The technology has some limitations though that in the short term might hold it back. The key variable is the distance between the micro lens array and the sensor. The sharpness of the image is dependent on the focus of the micro lenses being on the aperture plane of the main lens element at the front of the camera. Whilst the main lens element does move through zooming , it's relative position to the tiny size of the micro lens sees very little change and essentially remains still in focus so long as the micro lens does not move relative to the image sensor which, relatively would be a much larger focus change. This means that currently you have to fix the micro lens array at a set distance from the sensor. If you move the array too far from the sensor then the light that they transmit from each micro lens to the sensor starts to encroach on the light from the neighboring lens when it hits the sensor. They begin to blend together which is not good at all, so the distance from micro lens to sensor must be a fixed property.
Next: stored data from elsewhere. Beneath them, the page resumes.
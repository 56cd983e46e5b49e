//! Text parser that builds a value tree together with its location index.
//!
//! JSON and YAML documents go through the same event stream (YAML is a JSON
//! superset), so every node gets a start/end range in the original text.

use std::collections::HashMap;

use armlint_core::{JsonPath, Range};
use serde_json::{Map, Number, Value};
use yaml_rust2::parser::{Event, MarkedEventReceiver, Parser};
use yaml_rust2::scanner::{Marker, TScalarStyle};

use crate::error::ParserError;
use crate::location::{LineIndex, LocationIndex};

const BOM: char = '\u{feff}';

/// Parse document text into a value tree plus the location of every node.
///
/// A leading byte order mark is skipped; positions still count it.
pub fn parse(text: &str) -> Result<(Value, LocationIndex), ParserError> {
    let (body, offset) = match text.strip_prefix(BOM) {
        Some(body) => (body, 1),
        None => (text, 0),
    };
    let mut builder = TreeBuilder::new(text, offset);
    let mut parser = Parser::new_from_str(body);

    if let Err(err) = parser.load(&mut builder, false) {
        let at = builder.lines.position(builder.at(err.marker()));
        return Err(ParserError::Parse {
            message: err.info().to_string(),
            line: at.line,
            column: at.column,
        });
    }

    builder.finish()
}

enum Frame {
    Sequence {
        path: JsonPath,
        start: usize,
        anchor: usize,
        items: Vec<Value>,
    },
    Mapping {
        path: JsonPath,
        start: usize,
        anchor: usize,
        entries: Map<String, Value>,
        pending_key: Option<String>,
    },
}

struct TreeBuilder {
    chars: Vec<char>,
    /// Characters skipped ahead of the parsed body
    offset: usize,
    lines: LineIndex,
    stack: Vec<Frame>,
    anchors: HashMap<usize, Value>,
    locations: LocationIndex,
    root: Option<Value>,
    error: Option<ParserError>,
}

impl TreeBuilder {
    fn new(text: &str, offset: usize) -> Self {
        Self {
            chars: text.chars().collect(),
            offset,
            lines: LineIndex::new(text),
            stack: Vec::new(),
            anchors: HashMap::new(),
            locations: LocationIndex::default(),
            root: None,
            error: None,
        }
    }

    /// Character offset of `marker` in the full text.
    fn at(&self, marker: &Marker) -> usize {
        marker.index() + self.offset
    }

    fn finish(self) -> Result<(Value, LocationIndex), ParserError> {
        if let Some(err) = self.error {
            return Err(err);
        }
        match self.root {
            Some(root) => Ok((root, self.locations)),
            None => Err(ParserError::Parse {
                message: "document is empty".to_string(),
                line: 1,
                column: 1,
            }),
        }
    }

    /// Path of the next node, or `None` when the next node is a mapping key.
    fn next_path(&self) -> Option<JsonPath> {
        match self.stack.last() {
            None => Some(JsonPath::root()),
            Some(Frame::Sequence { path, items, .. }) => Some(path.child(items.len())),
            Some(Frame::Mapping {
                path,
                pending_key: Some(key),
                ..
            }) => Some(path.child(key.as_str())),
            Some(Frame::Mapping {
                pending_key: None, ..
            }) => None,
        }
    }

    fn set_key(&mut self, key: String) {
        if let Some(Frame::Mapping { pending_key, .. }) = self.stack.last_mut() {
            *pending_key = Some(key);
        }
    }

    fn complete(&mut self, value: Value) {
        match self.stack.last_mut() {
            None => self.root = Some(value),
            Some(Frame::Sequence { items, .. }) => items.push(value),
            Some(Frame::Mapping {
                entries,
                pending_key,
                ..
            }) => {
                if let Some(key) = pending_key.take() {
                    entries.insert(key, value);
                }
            }
        }
    }

    fn record(&mut self, path: JsonPath, start: usize, end: usize) {
        let range = Range::new(self.lines.position(start), self.lines.position(end));
        self.locations.insert(path, range);
    }

    fn fail(&mut self, message: &str, marker: &Marker) {
        let at = self.lines.position(self.at(marker));
        self.error = Some(ParserError::Parse {
            message: message.to_string(),
            line: at.line,
            column: at.column,
        });
    }

    fn scalar_end(&self, start: usize, value: &str, style: TScalarStyle) -> usize {
        let quote = match style {
            TScalarStyle::DoubleQuoted => '"',
            TScalarStyle::SingleQuoted => '\'',
            _ => return (start + value.chars().count()).min(self.chars.len()),
        };

        let mut i = if self.chars.get(start) == Some(&quote) {
            start + 1
        } else {
            start
        };
        while i < self.chars.len() {
            let c = self.chars[i];
            if quote == '"' && c == '\\' {
                i += 2;
                continue;
            }
            if c == quote {
                if quote == '\'' && self.chars.get(i + 1) == Some(&'\'') {
                    i += 2;
                    continue;
                }
                return i + 1;
            }
            i += 1;
        }
        self.chars.len()
    }

    fn container_end(&self, marker_index: usize) -> usize {
        match self.chars.get(marker_index) {
            Some('}') | Some(']') => marker_index + 1,
            _ => {
                // block collections end where the next token starts
                let mut end = marker_index.min(self.chars.len());
                while end > 0 && self.chars[end - 1].is_whitespace() {
                    end -= 1;
                }
                end
            }
        }
    }

    fn alias_end(&self, start: usize) -> usize {
        let mut end = start + 1;
        while end < self.chars.len() {
            let c = self.chars[end];
            if c.is_whitespace() || matches!(c, ',' | ']' | '}') {
                break;
            }
            end += 1;
        }
        end
    }

    fn remember_anchor(&mut self, anchor: usize, value: &Value) {
        if anchor > 0 {
            self.anchors.insert(anchor, value.clone());
        }
    }
}

impl MarkedEventReceiver for TreeBuilder {
    fn on_event(&mut self, ev: Event, marker: Marker) {
        if self.error.is_some() {
            return;
        }

        let at = self.at(&marker);
        match ev {
            Event::Nothing
            | Event::StreamStart
            | Event::StreamEnd
            | Event::DocumentStart
            | Event::DocumentEnd => {}

            Event::Scalar(value, style, anchor, _tag) => match self.next_path() {
                None => self.set_key(value),
                Some(path) => {
                    let node = scalar_value(&value, style);
                    let end = self.scalar_end(at, &value, style);
                    self.record(path, at, end);
                    self.remember_anchor(anchor, &node);
                    self.complete(node);
                }
            },

            Event::Alias(anchor) => {
                let target = self.anchors.get(&anchor).cloned().unwrap_or(Value::Null);
                match self.next_path() {
                    None => match target {
                        Value::String(key) => self.set_key(key),
                        _ => self.fail("mapping keys must be scalars", &marker),
                    },
                    Some(path) => {
                        let end = self.alias_end(at);
                        self.record(path, at, end);
                        self.complete(target);
                    }
                }
            }

            Event::SequenceStart(anchor, _tag) => match self.next_path() {
                None => self.fail("mapping keys must be scalars", &marker),
                Some(path) => self.stack.push(Frame::Sequence {
                    path,
                    start: at,
                    anchor,
                    items: Vec::new(),
                }),
            },

            Event::MappingStart(anchor, _tag) => match self.next_path() {
                None => self.fail("mapping keys must be scalars", &marker),
                Some(path) => self.stack.push(Frame::Mapping {
                    path,
                    start: at,
                    anchor,
                    entries: Map::new(),
                    pending_key: None,
                }),
            },

            Event::SequenceEnd | Event::MappingEnd => {
                let (path, start, anchor, node) = match self.stack.pop() {
                    Some(Frame::Sequence {
                        path,
                        start,
                        anchor,
                        items,
                    }) => (path, start, anchor, Value::Array(items)),
                    Some(Frame::Mapping {
                        path,
                        start,
                        anchor,
                        entries,
                        ..
                    }) => (path, start, anchor, Value::Object(entries)),
                    None => {
                        self.fail("unbalanced collection end", &marker);
                        return;
                    }
                };
                let end = self.container_end(at);
                self.record(path, start, end);
                self.remember_anchor(anchor, &node);
                self.complete(node);
            }
        }
    }
}

fn looks_numeric(value: &str) -> bool {
    value.chars().any(|c| c.is_ascii_digit())
        && value
            .chars()
            .all(|c| c.is_ascii_digit() || matches!(c, '+' | '-' | '.' | 'e' | 'E'))
}

fn scalar_value(value: &str, style: TScalarStyle) -> Value {
    if !matches!(style, TScalarStyle::Plain) {
        return Value::String(value.to_string());
    }

    match value {
        "null" | "Null" | "NULL" | "~" | "" => Value::Null,
        "true" | "True" | "TRUE" => Value::Bool(true),
        "false" | "False" | "FALSE" => Value::Bool(false),
        _ if looks_numeric(value) => {
            if let Ok(i) = value.parse::<i64>() {
                Value::Number(i.into())
            } else if let Ok(u) = value.parse::<u64>() {
                Value::Number(u.into())
            } else {
                value
                    .parse::<f64>()
                    .ok()
                    .and_then(Number::from_f64)
                    .map(Value::Number)
                    .unwrap_or_else(|| Value::String(value.to_string()))
            }
        }
        _ => Value::String(value.to_string()),
    }
}
//! Fully dereferenced views of a document

use std::collections::HashMap;
use std::fmt;

use armlint_core::SpecPath;
use serde_json::{Map, Value};
use tracing::{debug, warn};

use crate::inventory::DocumentInventory;

pub const DEFAULT_COMPOSE_DEPTH: usize = 32;

/// Default cap on the number of nodes in one composed view.
pub const DEFAULT_COMPOSE_NODES: usize = 250_000;

/// Bounds for building a composed view.
#[derive(Debug, Clone, Copy, PartialEq, Eq)]
pub struct ComposeLimits {
    /// Maximum number of nested `$ref` substitutions on one expansion chain
    pub max_depth: usize,
    /// Once the view holds this many nodes, remaining references are kept
    pub max_nodes: usize,
}

impl Default for ComposeLimits {
    fn default() -> Self {
        Self {
            max_depth: DEFAULT_COMPOSE_DEPTH,
            max_nodes: DEFAULT_COMPOSE_NODES,
        }
    }
}

/// Copy of the document at `path` with every `$ref` object replaced by its
/// target. A reference back into a target that is still being expanded is
/// left as is, and so is any reference past the depth bound or past the node
/// budget.
///
/// Returns `None` when `path` has not been loaded.
pub fn compose(
    inventory: &DocumentInventory,
    path: &SpecPath,
    limits: ComposeLimits,
) -> Option<Value> {
    let document = inventory.get(path)?;
    let mut composer = Composer {
        inventory,
        limits,
        chain: Vec::new(),
        deepest: 0,
        nodes: 0,
        exhausted: false,
        finished: HashMap::new(),
    };
    let (view, _) = composer.expand(document.path(), document.tree());
    debug!(
        "Composed {} ({} nodes, {} shared targets)",
        path,
        composer.nodes,
        composer.finished.len()
    );
    Some(view)
}

/// A target expanded without hitting the chain or a bound, so the same copy
/// is valid wherever the target is referenced again.
struct Finished {
    value: Value,
    nodes: usize,
    /// Longest substitution chain inside the expansion, counting itself
    reach: usize,
}

enum Substitution {
    Expanded(Value, bool),
    /// The `$ref` stays; `true` when that depended on the current chain
    Kept(bool),
}

struct Composer<'a> {
    inventory: &'a DocumentInventory,
    limits: ComposeLimits,
    /// `document-key#pointer` of every target currently being expanded
    chain: Vec<String>,
    /// Longest chain seen since the innermost fresh expansion began
    deepest: usize,
    nodes: usize,
    exhausted: bool,
    finished: HashMap<String, Finished>,
}

impl Composer<'_> {
    /// Returns the expanded node and whether a reference inside it was kept
    /// because of the chain or a bound.
    fn expand(&mut self, owner: &SpecPath, node: &Value) -> (Value, bool) {
        self.nodes += 1;
        match node {
            Value::Object(map) => {
                let mut cut = false;
                if let Some(Value::String(reference)) = map.get("$ref") {
                    match self.substitute(owner, reference, map) {
                        Substitution::Expanded(value, cut) => return (value, cut),
                        Substitution::Kept(kept_cut) => cut = kept_cut,
                    }
                }
                let mut out = Map::with_capacity(map.len());
                for (k, v) in map {
                    let (value, inner_cut) = self.expand(owner, v);
                    cut |= inner_cut;
                    out.insert(k.clone(), value);
                }
                (Value::Object(out), cut)
            }
            Value::Array(items) => {
                let mut cut = false;
                let mut out = Vec::with_capacity(items.len());
                for item in items {
                    let (value, inner_cut) = self.expand(owner, item);
                    cut |= inner_cut;
                    out.push(value);
                }
                (Value::Array(out), cut)
            }
            other => (other.clone(), false),
        }
    }

    fn substitute(
        &mut self,
        owner: &SpecPath,
        reference: &str,
        siblings: &Map<String, Value>,
    ) -> Substitution {
        let Some(resolved) = self.inventory.resolve_pointer(owner, reference) else {
            debug!("Unresolved reference {} in {}", reference, owner);
            return Substitution::Kept(false);
        };

        let key = format!("{}#{}", resolved.document.path().key(), resolved.pointer);
        if self.chain.contains(&key) {
            debug!("Leaving cyclic reference {} in {}", reference, owner);
            return Substitution::Kept(true);
        }

        let (mut value, mut cut) = match self.reuse(&key) {
            Some(value) => (value, false),
            None => {
                if self.chain.len() >= self.limits.max_depth {
                    warn!(
                        "Reference depth limit {} reached at {} in {}",
                        self.limits.max_depth, reference, owner
                    );
                    return Substitution::Kept(true);
                }
                if !self.has_budget(0, reference, owner) {
                    return Substitution::Kept(true);
                }

                let outer_deepest = self.deepest;
                let start = self.nodes;
                self.chain.push(key.clone());
                self.deepest = self.chain.len();
                let target_owner = resolved.document.path().clone();
                let (value, cut) = self.expand(&target_owner, resolved.value());
                self.chain.pop();
                let reach = self.deepest - self.chain.len();
                self.deepest = self.deepest.max(outer_deepest);

                if !cut {
                    self.finished.insert(
                        key,
                        Finished {
                            value: value.clone(),
                            nodes: self.nodes - start,
                            reach,
                        },
                    );
                }
                (value, cut)
            }
        };

        // keys written next to the `$ref` win over the target's
        if let Value::Object(target) = &mut value {
            for (k, v) in siblings.iter().filter(|(k, _)| k.as_str() != "$ref") {
                let (expanded, sibling_cut) = self.expand(owner, v);
                cut |= sibling_cut;
                target.insert(k.clone(), expanded);
            }
        }
        Substitution::Expanded(value, cut)
    }

    /// A finished copy of `key` that fits the depth bound and the budget here.
    fn reuse(&mut self, key: &str) -> Option<Value> {
        let (nodes, reach) = self.finished.get(key).map(|f| (f.nodes, f.reach))?;
        if self.chain.len() + reach > self.limits.max_depth {
            return None;
        }
        if !self.has_budget(nodes, key, "a shared target") {
            return None;
        }
        self.nodes += nodes;
        self.deepest = self.deepest.max(self.chain.len() + reach);
        self.finished.get(key).map(|f| f.value.clone())
    }

    fn has_budget(&mut self, extra: usize, reference: &str, owner: impl fmt::Display) -> bool {
        if self.nodes + extra <= self.limits.max_nodes {
            return true;
        }
        if !self.exhausted {
            self.exhausted = true;
            warn!(
                "Composed view reached {} nodes at {} in {}; keeping remaining references",
                self.limits.max_nodes, reference, owner
            );
        }
        false
    }
}
use thiserror::Error;

#[derive(Error, Debug, Clone, PartialEq, Eq)]
pub enum CoreError {
    #[error("Unknown severity: {0}")]
    UnknownSeverity(String),

    #[error("Unknown spec kind: {0}")]
    UnknownSpecKind(String),

    #[error("Invalid document path: {0}")]
    InvalidPath(String),
}
use std::collections::BTreeSet;

use armlint_core::{JsonPath, Range, SpecPath};
use serde_json::Value;

use crate::error::ParserError;
use crate::location::LocationIndex;
use crate::resolver::ReferenceResolver;
use crate::text;

/// A document that has been parsed and had its cross-file references
/// rewritten to absolute form. Immutable once built.
#[derive(Debug)]
pub struct ParsedDocument {
    path: SpecPath,
    raw_text: String,
    tree: Value,
    locations: LocationIndex,
    references: BTreeSet<SpecPath>,
}

impl ParsedDocument {
    /// Parse `raw_text` as the content of `path` and resolve its references.
    pub fn parse(path: SpecPath, raw_text: String) -> Result<Self, ParserError> {
        let (mut tree, locations) =
            text::parse(&raw_text).map_err(|e| e.in_document(path.as_str()))?;
        let references = ReferenceResolver::new(&path).resolve(&mut tree);

        Ok(Self {
            path,
            raw_text,
            tree,
            locations,
            references,
        })
    }

    pub fn path(&self) -> &SpecPath {
        &self.path
    }

    pub fn raw_text(&self) -> &str {
        &self.raw_text
    }

    pub fn tree(&self) -> &Value {
        &self.tree
    }

    pub fn locations(&self) -> &LocationIndex {
        &self.locations
    }

    /// Other documents this one points at through `$ref`.
    pub fn references(&self) -> &BTreeSet<SpecPath> {
        &self.references
    }

    /// Range of the node at `path`, falling back to its nearest ancestor.
    pub fn locate(&self, path: &JsonPath) -> Range {
        self.locations.locate(path)
    }

    /// Look up a node by RFC 6901 pointer (the fragment part of a `$ref`).
    pub fn pointer(&self, pointer: &str) -> Option<&Value> {
        if pointer.is_empty() {
            return Some(&self.tree);
        }
        self.tree.pointer(&decode_fragment(pointer))
    }
}

/// Undo percent-encoding that sometimes appears in `$ref` fragments.
fn decode_fragment(fragment: &str) -> String {
    percent_encoding::percent_decode_str(fragment)
        .decode_utf8_lossy()
        .into_owned()
}

#[cfg(test)]
mod tests {
    use super::*;
    use serde_json::json;

    #[test]
    fn test_pointer_lookup() {
        let doc = ParsedDocument::parse(
            SpecPath::new("/specs/a.json").unwrap(),
            r#"{"definitions": {"Foo Bar": {"type": "object"}}}"#.to_string(),
        )
        .unwrap();

        assert_eq!(
            doc.pointer("/definitions/Foo%20Bar"),
            Some(&json!({"type": "object"}))
        );
        assert_eq!(doc.pointer(""), Some(doc.tree()));
        assert!(doc.pointer("/definitions/Missing").is_none());
    }

    #[test]
    fn test_parse_error_names_document() {
        let err = ParsedDocument::parse(
            SpecPath::new("/specs/broken.json").unwrap(),
            "{ \"a\": ".to_string(),
        )
        .unwrap_err();
        assert!(err.to_string().contains("/specs/broken.json"));
        assert!(err.position().is_some());
    }
}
The limiting resolution factor comes from diffraction though. To increase the resolution of such an image would require many more micro lenses to go with the many more pixels on the sensor. If you are not increasing the physical size of the sensor, just the pixel count, then it follows that these micro lenses must be made many many times smaller in order to fit above the same size sensor. Once the micro lenses are made small enough, diffraction properties of light waves begin to take over and the quality of the image will turn (even more) to mush. Just like when you stop down a lens to f32, that tiny aperture causes diffraction and a loss of detail. The same is true for micro lenses. Remember, we can't just move the micro lens array further from the sensor to give us a larger array, that distance is fixed due to the previous necessity that I mentioned. Essentially what this means is that the lower the resolution of the image, the better the refocusing power. This is why we are seeing the output of the Lytro is so small and that is what is going to hold it back from inclusion into more mainstream cameras in the near future.